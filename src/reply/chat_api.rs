use std::time::Duration;

use anyhow::{Context, Result};
use async_trait::async_trait;
use serde_json::{json, Value};
use tracing::debug;

use super::{Exchange, ReplyGenerator};
use crate::config::ReplyConfig;
use crate::error::TurnError;

/// Chat-completion generator against an OpenAI-compatible endpoint.
pub struct ChatApiGenerator {
    http: reqwest::Client,
    api_url: String,
    api_key: Option<String>,
    model: String,
    system_prompt: String,
    timeout: Duration,
}

impl ChatApiGenerator {
    pub fn new(config: &ReplyConfig) -> Result<Self> {
        let timeout = Duration::from_secs(config.timeout_secs);
        let http = reqwest::Client::builder()
            .timeout(timeout)
            .build()
            .context("Failed to build reply HTTP client")?;

        // The key comes from the environment, never from config files.
        let api_key = std::env::var(&config.api_key_env).ok();

        Ok(Self {
            http,
            api_url: config.api_url.clone(),
            api_key,
            model: config.model.clone(),
            system_prompt: config.system_prompt.clone(),
            timeout,
        })
    }

    fn messages(&self, history: &[Exchange], latest: &str) -> Vec<Value> {
        let mut messages = vec![json!({"role": "system", "content": self.system_prompt})];
        for exchange in history {
            messages.push(json!({"role": "user", "content": exchange.caller}));
            if let Some(reply) = &exchange.reply {
                messages.push(json!({"role": "assistant", "content": reply}));
            }
        }
        messages.push(json!({"role": "user", "content": latest}));
        messages
    }
}

#[async_trait]
impl ReplyGenerator for ChatApiGenerator {
    async fn generate(&self, history: &[Exchange], latest: &str) -> Result<String, TurnError> {
        let body = json!({
            "model": self.model,
            "messages": self.messages(history, latest),
            "temperature": 0.7,
        });

        let mut request = self.http.post(&self.api_url).json(&body);
        if let Some(key) = &self.api_key {
            request = request.bearer_auth(key);
        }

        let response = request.send().await.map_err(|e| {
            if e.is_timeout() {
                TurnError::GenerationTimeout(self.timeout)
            } else {
                TurnError::GenerationRejected(e.to_string())
            }
        })?;

        let status = response.status();
        if !status.is_success() {
            return Err(TurnError::GenerationRejected(format!(
                "endpoint returned {status}"
            )));
        }

        let payload: Value = response
            .json()
            .await
            .map_err(|e| TurnError::GenerationRejected(format!("unreadable response: {e}")))?;

        let text = payload["choices"][0]["message"]["content"]
            .as_str()
            .ok_or_else(|| TurnError::GenerationRejected("response carried no content".to_string()))?
            .trim()
            .to_string();

        debug!("Generated reply ({} chars)", text.len());

        Ok(text)
    }
}

#[cfg(test)]
mod tests {
    use super::*;
    use crate::config::ReplyConfig;

    #[tokio::test]
    async fn history_is_interleaved_in_order() {
        let generator = ChatApiGenerator::new(&ReplyConfig::default()).unwrap();
        let history = vec![
            Exchange {
                caller: "hello".to_string(),
                reply: Some("hi there".to_string()),
            },
            Exchange {
                caller: "it broke".to_string(),
                reply: None,
            },
        ];

        let messages = generator.messages(&history, "still broken");

        assert_eq!(messages.len(), 5);
        assert_eq!(messages[0]["role"], "system");
        assert_eq!(messages[1]["content"], "hello");
        assert_eq!(messages[2]["role"], "assistant");
        assert_eq!(messages[3]["content"], "it broke");
        assert_eq!(messages[4]["content"], "still broken");
    }
}
//! Reply generation for finalized caller turns.

mod chat_api;

pub use chat_api::ChatApiGenerator;

use std::sync::Arc;

use anyhow::Result;
use async_trait::async_trait;

use crate::config::ReplyConfig;
use crate::error::TurnError;

/// One completed exchange: a caller utterance and the reply it received, if
/// any. Passed as conversation context to the generator.
#[derive(Debug, Clone)]
pub struct Exchange {
    pub caller: String,
    pub reply: Option<String>,
}

/// Produces reply text for the latest caller utterance.
///
/// Implementations may suspend for the duration of an external round trip
/// and must tolerate being abandoned mid-flight; the session drops the
/// future on barge-in and discards any late result.
#[async_trait]
pub trait ReplyGenerator: Send + Sync {
    async fn generate(&self, history: &[Exchange], latest: &str) -> Result<String, TurnError>;
}

/// Builds the configured generator backend.
pub fn create_generator(config: &ReplyConfig) -> Result<Arc<dyn ReplyGenerator>> {
    Ok(Arc::new(ChatApiGenerator::new(config)?))
}
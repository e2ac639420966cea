use serde::{Deserialize, Serialize};

/// Audio frame message published to the recognizer
#[derive(Debug, Serialize, Deserialize)]
pub struct AudioFrameMessage {
    pub session_id: String,
    pub sequence: u64,
    pub audio: String, // Base64-encoded u-law bytes
    pub sample_rate: u32,
    pub channels: u16,
    pub timestamp: String, // RFC3339 timestamp
    #[serde(rename = "final")]
    pub final_frame: bool,
}

/// Transcript message received from the recognizer
#[derive(Debug, Serialize, Deserialize)]
pub struct TranscriptMessage {
    pub session_id: String,
    pub text: String,
    pub partial: bool,
    pub timestamp: String,
    pub confidence: Option<f32>,
}
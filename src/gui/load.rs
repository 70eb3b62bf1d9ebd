use std::{path::PathBuf, sync::mpsc::Sender, thread};

use egui::{Align2, Context, Window};
use rfd::FileDialog;

use crate::config::ModelKind;

use super::GuiAction;

fn file_filter(kind: ModelKind) -> (&'static str, &'static [&'static str]) {
    match kind {
        ModelKind::Json => ("three.js JSON model", &["json", "js"]),
        ModelKind::Dae => ("Collada document", &["dae"]),
        ModelKind::Gltf => ("GLTF file", &["gltf", "glb"]),
    }
}

fn pick_model(kind: ModelKind, gui_actions_tx: &Sender<GuiAction>) {
    let tx = gui_actions_tx.clone();
    // The dialog blocks, keep it away from the frame loop
    thread::spawn(move || {
        let (name, extensions) = file_filter(kind);
        if let Some(file) = FileDialog::new().add_filter(name, extensions).pick_file() {
            let _ = tx.send(GuiAction::LoadModel(kind, file));
        }
    });
}

pub fn model_load(ctx: &Context, pending: &[PathBuf], gui_actions_tx: &Sender<GuiAction>) {
    Window::new("Load Model")
        .resizable([false, false])
        .pivot(Align2::RIGHT_TOP)
        .default_pos(ctx.screen_rect().right_top())
        .show(ctx, |ui| {
            if ui.button("Load JSON").clicked() {
                pick_model(ModelKind::Json, gui_actions_tx);
            }
            if ui.button("Load Collada").clicked() {
                pick_model(ModelKind::Dae, gui_actions_tx);
            }
            if ui.button("Load GLTF").clicked() {
                pick_model(ModelKind::Gltf, gui_actions_tx);
            }
            for path in pending {
                ui.horizontal(|ui| {
                    ui.spinner();
                    ui.label(path.to_string_lossy());
                });
            }
        });
}

#[cfg(test)]
mod test {
    use super::*;

    #[test]
    fn filters_match_loaders() {
        assert_eq!(file_filter(ModelKind::Dae).1, ["dae"]);
        assert!(file_filter(ModelKind::Gltf).1.contains(&"glb"));
    }
}
use std::{collections::VecDeque, time::Duration, time::Instant};

pub const FRAME_TIME_SAMPLES: usize = 60;

/// Rolling frame statistics over the last [`FRAME_TIME_SAMPLES`] frames.
#[derive(Debug, Default)]
pub struct PerformanceTracker {
    frame_time: VecDeque<Duration>,
    frame_timestamp: VecDeque<Instant>,
}

impl PerformanceTracker {
    pub fn frame_time(&self) -> &VecDeque<Duration> {
        &self.frame_time
    }

    pub fn last_frame_time(&self) -> Option<&Duration> {
        self.frame_time.back()
    }

    pub fn avg_frame_time(&self) -> Option<Duration> {
        let samples = u32::try_from(self.frame_time.len()).ok()?;
        if samples == 0 {
            return None;
        }
        Some(self.frame_time.iter().sum::<Duration>() / samples)
    }

    pub fn add_sample(&mut self, frame_time: Duration, frame_timestamp: Instant) {
        self.frame_time.push_back(frame_time);
        while self.frame_time.len() > FRAME_TIME_SAMPLES {
            self.frame_time.pop_front();
        }

        self.frame_timestamp.push_back(frame_timestamp);
        while self.frame_timestamp.len() > FRAME_TIME_SAMPLES {
            self.frame_timestamp.pop_front();
        }
    }

    pub fn fps(&self) -> Option<f32> {
        let (first, last) = self.frame_timestamp.front().zip(self.frame_timestamp.back())?;
        if first == last {
            return None;
        }
        let intervals = self.frame_timestamp.len() - 1;
        let duration = *last - *first;
        let avg_duration = duration.as_nanos() as f32 / intervals as f32;
        let one_second = Duration::from_secs(1).as_nanos() as f32;
        Some(one_second / avg_duration)
    }
}

#[cfg(test)]
mod test {
    use super::*;

    #[test]
    fn empty_tracker_reports_nothing() {
        let tracker = PerformanceTracker::default();
        assert!(tracker.last_frame_time().is_none());
        assert!(tracker.avg_frame_time().is_none());
        assert!(tracker.fps().is_none());
    }

    #[test]
    fn single_sample_has_no_fps() {
        let mut tracker = PerformanceTracker::default();
        tracker.add_sample(Duration::from_millis(5), Instant::now());
        assert_eq!(tracker.last_frame_time(), Some(&Duration::from_millis(5)));
        assert!(tracker.fps().is_none());
    }

    #[test]
    fn averages_frame_times_and_rate() {
        let mut tracker = PerformanceTracker::default();
        let start = Instant::now();
        for index in 0..5u64 {
            tracker.add_sample(
                Duration::from_millis(2 + index * 2),
                start + Duration::from_millis(index * 20),
            );
        }
        assert_eq!(tracker.last_frame_time(), Some(&Duration::from_millis(10)));
        assert_eq!(tracker.avg_frame_time(), Some(Duration::from_millis(6)));
        let fps = tracker.fps().unwrap();
        assert!((fps - 50.0).abs() < 0.01);
    }

    #[test]
    fn keeps_only_the_latest_window() {
        let mut tracker = PerformanceTracker::default();
        let start = Instant::now();
        for index in 0..(FRAME_TIME_SAMPLES as u64 + 10) {
            tracker.add_sample(
                Duration::from_millis(index),
                start + Duration::from_millis(index),
            );
        }
        assert_eq!(tracker.frame_time().len(), FRAME_TIME_SAMPLES);
        assert_eq!(tracker.frame_time().front(), Some(&Duration::from_millis(10)));
    }
}
use egui::{Align2, Context, Id, RichText, Window};

pub fn error_dialog(ctx: &Context, id: usize, message: &str, on_dismiss: impl FnOnce()) {
    Window::new("Load failed")
        .id(Id::new("error").with(id).with(message))
        .collapsible(false)
        .resizable([false, false])
        .anchor(Align2::CENTER_CENTER, [0.0, 0.0])
        .show(ctx, |ui| {
            ui.label(RichText::new(message).monospace());
            if ui.button("Dismiss").clicked() {
                on_dismiss()
            }
        });
}
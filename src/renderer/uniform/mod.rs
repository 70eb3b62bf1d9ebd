pub mod camera;
pub mod light;
pub mod skin;
pub mod transform;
__________________________________________________
» **TASK PROMPT**:
Could you set down, exactly as written, the lines above between the one holding "pub fn fps(&self)" and the one holding "let avg_duration = duration.as_nanos()", inclusive, and nothing more?

» **EXPECTED ANSWER**:
    pub fn fps(&self) -> Option<f32> {
        let (first, last) = self.frame_timestamp.front().zip(self.frame_timestamp.back())?;
        if first == last {
            return None;
        }
        let intervals = self.frame_timestamp.len() - 1;
        let duration = *last - *first;
        let avg_duration = duration.as_nanos() as f32 / intervals as f32;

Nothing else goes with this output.